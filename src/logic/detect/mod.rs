//! Baseline detectors.
//!
//! Two independent, stateless heuristics over the full run collection. Both
//! require the collection to be ts-sorted (stable, ingestion order breaking
//! ties) and never mutate their input. Detection order is deterministic:
//! recon hits first, then DNS hits, each in partition-key order.

mod dns_beacon;
mod recon;
pub mod types;

pub use types::{Detection, DetectionKind};

use crate::logic::config::DetectorConfig;
use crate::logic::event::NormalizedEvent;

pub struct BaselineDetector {
    config: DetectorConfig,
}

impl BaselineDetector {
    pub fn new(config: DetectorConfig) -> Self {
        Self { config }
    }

    /// Run every enabled detector. Empty input produces zero detections.
    pub fn detect(&self, events: &[NormalizedEvent]) -> Vec<Detection> {
        let mut detections = Vec::new();

        if self.config.recon_scanning.enabled {
            detections.extend(recon::detect(events, &self.config.recon_scanning));
        }
        if self.config.dns_beaconing.enabled {
            detections.extend(dns_beacon::detect(events, &self.config.dns_beaconing));
        }

        detections
    }
}

// ============================================================================
// TESTS
// ============================================================================
//! Run manifest.
//!
//! One JSON document per run recording what went in, what came out, and the
//! exact configuration used, so a run can be reproduced and audited later.

use serde::Serialize;

use crate::logic::case::{Case, CaseStatus};
use crate::logic::config::PipelineConfig;
use crate::logic::event::NormalizeStats;

#[derive(Debug, Clone, Copy, Default, Serialize)]
pub struct CaseCounts {
    pub total: usize,
    pub accepted: usize,
    pub rejected: usize,
}

#[derive(Debug, Serialize)]
pub struct RunManifest {
    pub run_id: String,
    pub generated_at: String,
    pub version: String,
    pub normalize_stats: NormalizeStats,
    pub detection_count: usize,
    pub case_counts: CaseCounts,
    pub config: PipelineConfig,
    pub outputs: Vec<String>,
}

impl RunManifest {
    pub fn new(
        stats: NormalizeStats,
        detection_count: usize,
        cases: &[Case],
        config: &PipelineConfig,
        outputs: &[&str],
    ) -> Self {
        let mut counts = CaseCounts {
            total: cases.len(),
            ..CaseCounts::default()
        };
        for case in cases {
            match case.status {
                CaseStatus::Accepted => counts.accepted += 1,
                CaseStatus::Rejected => counts.rejected += 1,
                _ => {}
            }
        }

        Self {
            run_id: uuid::Uuid::new_v4().to_string(),
            generated_at: chrono::Utc::now().to_rfc3339(),
            version: env!("CARGO_PKG_VERSION").to_string(),
            normalize_stats: stats,
            detection_count,
            case_counts: counts,
            config: config.clone(),
            outputs: outputs.iter().map(|s| s.to_string()).collect(),
        }
    }
}
use std::collections::BTreeSet;

use serde::{Deserialize, Serialize};

use crate::logic::detect::{Detection, DetectionKind};

#[derive(Debug, Clone, Copy, PartialEq, Eq, Serialize, Deserialize)]
#[serde(rename_all = "snake_case")]
pub enum CaseStatus {
    Pending,
    Accepted,
    NeedsEvidence,
    Rejected,
}

/// Critic verdict. All three checks are always evaluated; one reason is
/// recorded per failed check, none are short-circuited away.
#[derive(Debug, Clone, PartialEq, Serialize, Deserialize)]
pub struct Validation {
    pub has_min_evidence: bool,
    pub meets_confidence: bool,
    pub references_covered: bool,
    /// Mean confidence of the member detections.
    pub aggregate_confidence: f64,
    pub evidence_count: usize,
    pub reasons: Vec<String>,
}

impl Validation {
    pub fn passed(&self) -> bool {
        self.has_min_evidence && self.meets_confidence && self.references_covered
    }
}

/// The unit of analyst review.
///
/// A case exclusively owns its detection and evidence lists for the run;
/// evidence entries are indices into the run's immutable event collection.
#[derive(Debug, Clone, Serialize, Deserialize)]
pub struct Case {
    /// Zero-padded sequential id in discovery order, e.g. `CASE_0007`.
    pub case_id: String,
    pub kind: DetectionKind,
    pub src_ip: String,
    pub dst_ips: BTreeSet<String>,
    /// DNS cases only.
    pub domains: BTreeSet<String>,
    pub window_start: f64,
    pub window_end: f64,
    /// Insertion order = discovery order.
    pub detections: Vec<Detection>,
    /// Ascending indices into the run collection, capped by configuration.
    pub evidence: Vec<usize>,
    pub validation: Option<Validation>,
    pub status: CaseStatus,
}

impl Case {
    pub fn from_detection(detection: Detection) -> Self {
        let mut case = Self {
            case_id: String::new(),
            kind: detection.kind,
            src_ip: detection.src_ip.clone(),
            dst_ips: BTreeSet::new(),
            domains: BTreeSet::new(),
            window_start: detection.ts,
            window_end: detection.ts,
            detections: Vec::new(),
            evidence: Vec::new(),
            validation: None,
            status: CaseStatus::Pending,
        };
        case.absorb(detection);
        case
    }

    /// Merge one more detection into the case: widen the window and union
    /// the referenced destinations/domains from the detection details.
    pub fn absorb(&mut self, detection: Detection) {
        if detection.ts < self.window_start {
            self.window_start = detection.ts;
        }
        if detection.ts > self.window_end {
            self.window_end = detection.ts;
        }

        if let Some(dst) = &detection.dst_ip {
            self.dst_ips.insert(dst.clone());
        }
        if let Some(domain) = detection.detail_domain() {
            self.domains.insert(domain.to_string());
        }

        self.detections.push(detection);
    }

    pub fn is_terminal(&self) -> bool {
        matches!(self.status, CaseStatus::Accepted | CaseStatus::Rejected)
    }
}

Exercise directions >>
Output the listing in full. Leave every line unchanged.

Reply to the exercise >>
filename src/logic/detect/mod.rs
//! Baseline detectors.
//!
//! Two independent, stateless heuristics over the full run collection. Both
//! require the collection to be ts-sorted (stable, ingestion order breaking
//! ties) and never mutate their input. Detection order is deterministic:
//! recon hits first, then DNS hits, each in partition-key order.

mod dns_beacon;
mod recon;
pub mod types;

pub use types::{Detection, DetectionKind};

use crate::logic::config::DetectorConfig;
use crate::logic::event::NormalizedEvent;

pub struct BaselineDetector {
    config: DetectorConfig,
}

impl BaselineDetector {
    pub fn new(config: DetectorConfig) -> Self {
        Self { config }
    }

    /// Run every enabled detector. Empty input produces zero detections.
    pub fn detect(&self, events: &[NormalizedEvent]) -> Vec<Detection> {
        let mut detections = Vec::new();

        if self.config.recon_scanning.enabled {
            detections.extend(recon::detect(events, &self.config.recon_scanning));
        }
        if self.config.dns_beaconing.enabled {
            detections.extend(dns_beacon::detect(events, &self.config.dns_beaconing));
        }

        detections
    }
}

// ============================================================================
// TESTS
// ============================================================================
//! Run manifest.
//!
//! One JSON document per run recording what went in, what came out, and the
//! exact configuration used, so a run can be reproduced and audited later.

use serde::Serialize;

use crate::logic::case::{Case, CaseStatus};
use crate::logic::config::PipelineConfig;
use crate::logic::event::NormalizeStats;

#[derive(Debug, Clone, Copy, Default, Serialize)]
pub struct CaseCounts {
    pub total: usize,
    pub accepted: usize,
    pub rejected: usize,
}

#[derive(Debug, Serialize)]
pub struct RunManifest {
    pub run_id: String,
    pub generated_at: String,
    pub version: String,
    pub normalize_stats: NormalizeStats,
    pub detection_count: usize,
    pub case_counts: CaseCounts,
    pub config: PipelineConfig,
    pub outputs: Vec<String>,
}

impl RunManifest {
    pub fn new(
        stats: NormalizeStats,
        detection_count: usize,
        cases: &[Case],
        config: &PipelineConfig,
        outputs: &[&str],
    ) -> Self {
        let mut counts = CaseCounts {
            total: cases.len(),
            ..CaseCounts::default()
        };
        for case in cases {
            match case.status {
                CaseStatus::Accepted => counts.accepted += 1,
                CaseStatus::Rejected => counts.rejected += 1,
                _ => {}
            }
        }

        Self {
            run_id: uuid::Uuid::new_v4().to_string(),
            generated_at: chrono::Utc::now().to_rfc3339(),
            version: env!("CARGO_PKG_VERSION").to_string(),
            normalize_stats: stats,
            detection_count,
            case_counts: counts,
            config: config.clone(),
            outputs: outputs.iter().map(|s| s.to_string()).collect(),
        }
    }
}
use std::collections::BTreeSet;

use serde::{Deserialize, Serialize};

use crate::logic::detect::{Detection, DetectionKind};

#[derive(Debug, Clone, Copy, PartialEq, Eq, Serialize, Deserialize)]
#[serde(rename_all = "snake_case")]
pub enum CaseStatus {
    Pending,
    Accepted,
    NeedsEvidence,
    Rejected,
}

/// Critic verdict. All three checks are always evaluated; one reason is
/// recorded per failed check, none are short-circuited away.
#[derive(Debug, Clone, PartialEq, Serialize, Deserialize)]
pub struct Validation {
    pub has_min_evidence: bool,
    pub meets_confidence: bool,
    pub references_covered: bool,
    /// Mean confidence of the member detections.
    pub aggregate_confidence: f64,
    pub evidence_count: usize,
    pub reasons: Vec<String>,
}

impl Validation {
    pub fn passed(&self) -> bool {
        self.has_min_evidence && self.meets_confidence && self.references_covered
    }
}

/// The unit of analyst review.
///
/// A case exclusively owns its detection and evidence lists for the run;
/// evidence entries are indices into the run's immutable event collection.
#[derive(Debug, Clone, Serialize, Deserialize)]
pub struct Case {
    /// Zero-padded sequential id in discovery order, e.g. `CASE_0007`.
    pub case_id: String,
    pub kind: DetectionKind,
    pub src_ip: String,
    pub dst_ips: BTreeSet<String>,
    /// DNS cases only.
    pub domains: BTreeSet<String>,
    pub window_start: f64,
    pub window_end: f64,
    /// Insertion order = discovery order.
    pub detections: Vec<Detection>,
    /// Ascending indices into the run collection, capped by configuration.
    pub evidence: Vec<usize>,
    pub validation: Option<Validation>,
    pub status: CaseStatus,
}

impl Case {
    pub fn from_detection(detection: Detection) -> Self {
        let mut case = Self {
            case_id: String::new(),
            kind: detection.kind,
            src_ip: detection.src_ip.clone(),
            dst_ips: BTreeSet::new(),
            domains: BTreeSet::new(),
            window_start: detection.ts,
            window_end: detection.ts,
            detections: Vec::new(),
            evidence: Vec::new(),
            validation: None,
            status: CaseStatus::Pending,
        };
        case.absorb(detection);
        case
    }

    /// Merge one more detection into the case: widen the window and union
    /// the referenced destinations/domains from the detection details.
    pub fn absorb(&mut self, detection: Detection) {
        if detection.ts < self.window_start {
            self.window_start = detection.ts;
        }
        if detection.ts > self.window_end {
            self.window_end = detection.ts;
        }

        if let Some(dst) = &detection.dst_ip {
            self.dst_ips.insert(dst.clone());
        }
        if let Some(domain) = detection.detail_domain() {
            self.domains.insert(domain.to_string());
        }

        self.detections.push(detection);
    }

    pub fn is_terminal(&self) -> bool {
        matches!(self.status, CaseStatus::Accepted | CaseStatus::Rejected)
    }
}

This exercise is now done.